Task details
Exactly the lines from the opening of the records through the line containing "with optional fallbacks." should be copied, with both included.

(Collected data entries)

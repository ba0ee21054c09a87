//! `nanoswarm.toml` loading.

use nanoswarm_agent::ModelConfig;
use nanoswarm_core::{SwarmError, SwarmResult};
use nanoswarm_orchestrator::SwarmConfig;
use nanoswarm_state::StateConfig;
use nanoswarm_tools::BuiltinToolsConfig;
use serde::Deserialize;
use serde_json::Value;
use std::collections::HashMap;
use std::path::{Path, PathBuf};

/// The whole configuration file. Only `[model]` is required.
#[derive(Debug, Deserialize)]
pub struct NanoswarmConfig {
    /// Primary model, with optional fallbacks.
    pub model: ModelConfig,
    /// Orchestrator limits and budgets.
    #[serde(default)]
    pub swarm: SwarmConfig,
    /// State TTLs and persistence.
    #[serde(default)]
    pub state: StateSection,
    /// Builtin tool settings.
    #[serde(default)]
    pub tools: BuiltinToolsConfig,
}

/// The `[state]` table: record TTLs plus where the snapshot lives.
#[derive(Debug, Deserialize)]
pub struct StateSection {
    /// Record lifetimes.
    #[serde(flatten)]
    pub ttl: StateConfig,
    /// Snapshot file loaded at start and written at exit. `None` keeps
    /// state in memory only.
    #[serde(default = "default_snapshot_path")]
    pub snapshot_path: Option<PathBuf>,
}

fn default_snapshot_path() -> Option<PathBuf> {
    Some(PathBuf::from("nanoswarm_state/snapshot.json"))
}

impl Default for StateSection {
    fn default() -> Self {
        Self {
            ttl: StateConfig::default(),
            snapshot_path: default_snapshot_path(),
        }
    }
}

impl NanoswarmConfig {
    /// Parses a TOML document.
    pub fn parse(text: &str) -> SwarmResult<Self> {
        toml::from_str(text).map_err(|e| SwarmError::Config(e.to_string()))
    }

    /// Reads and parses `path`.
    pub async fn load(path: &Path) -> SwarmResult<Self> {
        let text = tokio::fs::read_to_string(path).await.map_err(|e| {
            SwarmError::Config(format!("failed to read config file '{}': {e}", path.display()))
        })?;
        Self::parse(&text)
    }
}

/// Turns `key=value` pairs into session metadata. Values that parse as
/// JSON keep their type; anything else is stored as a string.
pub fn parse_meta(pairs: &[String]) -> SwarmResult<HashMap<String, Value>> {
    pairs
        .iter()
        .map(|pair| {
            let (key, raw) = pair
                .split_once('=')
                .ok_or_else(|| SwarmError::Config(format!("metadata '{pair}' is not key=value")))?;
            let key = key.trim();
            if key.is_empty() {
                return Err(SwarmError::Config(format!("metadata '{pair}' has an empty key")));
            }
            let value =
                serde_json::from_str(raw).unwrap_or_else(|_| Value::String(raw.to_string()));
            Ok((key.to_string(), value))
        })
        .collect()
}

#[cfg(test)]
#[allow(clippy::unwrap_used, clippy::expect_used)]
mod tests {
    use super::*;
    use nanoswarm_agent::LlmProvider;

    #[test]
    fn test_model_table_alone_is_enough() {
        let cfg = NanoswarmConfig::parse(
            r#"
            [model]
            provider = "claude"
            model_id = "claude-sonnet-4-5"
            "#,
        )
        .unwrap();
        assert_eq!(cfg.model.provider, LlmProvider::Claude);
        assert_eq!(cfg.swarm.global_limit, 12);
        assert_eq!(cfg.state.ttl.session_ttl_secs, 86_400);
        assert_eq!(
            cfg.state.snapshot_path.as_deref(),
            Some(Path::new("nanoswarm_state/snapshot.json"))
        );
        assert!(cfg.tools.http_fetch);
        assert!(cfg.tools.web_search);
        assert!(cfg.tools.code_runner);
        assert_eq!(cfg.tools.code_timeout_secs, 30);
    }

    #[test]
    fn test_sections_override_defaults() {
        let cfg = NanoswarmConfig::parse(
            r#"
            [model]
            provider = "vllm"
            model_id = "qwen"
            api_base_url = "http://gpu-box:8000"

            [swarm]
            mid_limit = 2
            flat_limit = 4

            [state]
            session_ttl_secs = 60
            snapshot_path = "/tmp/ns.json"

            [tools]
            http_fetch = false
            code_runner = false
            "#,
        )
        .unwrap();
        assert_eq!(cfg.model.base_url(), "http://gpu-box:8000");
        assert_eq!(cfg.swarm.mid_limit, 2);
        assert_eq!(cfg.swarm.flat_limit, 4);
        assert_eq!(cfg.swarm.stage_limit, 4);
        assert_eq!(cfg.state.ttl.session_ttl_secs, 60);
        assert_eq!(cfg.state.ttl.lock_ttl_secs, 30);
        assert_eq!(cfg.state.snapshot_path.as_deref(), Some(Path::new("/tmp/ns.json")));
        assert!(!cfg.tools.http_fetch);
        assert!(!cfg.tools.code_runner);
        assert!(cfg.tools.web_search);
    }

    #[test]
    fn test_missing_model_is_a_config_error() {
        let err = NanoswarmConfig::parse("[swarm]\nmid_limit = 2\n").unwrap_err();
        assert!(matches!(err, SwarmError::Config(_)));
    }

    #[tokio::test]
    async fn test_load_reports_missing_file() {
        let dir = tempfile::tempdir().unwrap();
        let err = NanoswarmConfig::load(&dir.path().join("absent.toml"))
            .await
            .unwrap_err();
        assert!(err.to_string().contains("absent.toml"));
    }

    #[test]
    fn test_parse_meta_keeps_json_types() {
        let meta = parse_meta(&[
            "user=alice".to_string(),
            "priority=3".to_string(),
            "tags=[\"a\",\"b\"]".to_string(),
            "note=a=b".to_string(),
        ])
        .unwrap();
        assert_eq!(meta["user"], Value::String("alice".into()));
        assert_eq!(meta["priority"], serde_json::json!(3));
        assert_eq!(meta["tags"], serde_json::json!(["a", "b"]));
        assert_eq!(meta["note"], Value::String("a=b".into()));
    }

    #[test]
    fn test_parse_meta_rejects_bare_words() {
        assert!(parse_meta(&["oops".to_string()]).is_err());
        assert!(parse_meta(&["=1".to_string()]).is_err());
    }
}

Answer box
repository ba0ee21054c09a87
//! `nanoswarm.toml` loading.

use nanoswarm_agent::ModelConfig;
use nanoswarm_core::{SwarmError, SwarmResult};
use nanoswarm_orchestrator::SwarmConfig;
use nanoswarm_state::StateConfig;
use nanoswarm_tools::BuiltinToolsConfig;
use serde::Deserialize;
use serde_json::Value;
use std::collections::HashMap;
use std::path::{Path, PathBuf};

/// The whole configuration file. Only `[model]` is required.
#[derive(Debug, Deserialize)]
pub struct NanoswarmConfig {
    /// Primary model, with optional fallbacks.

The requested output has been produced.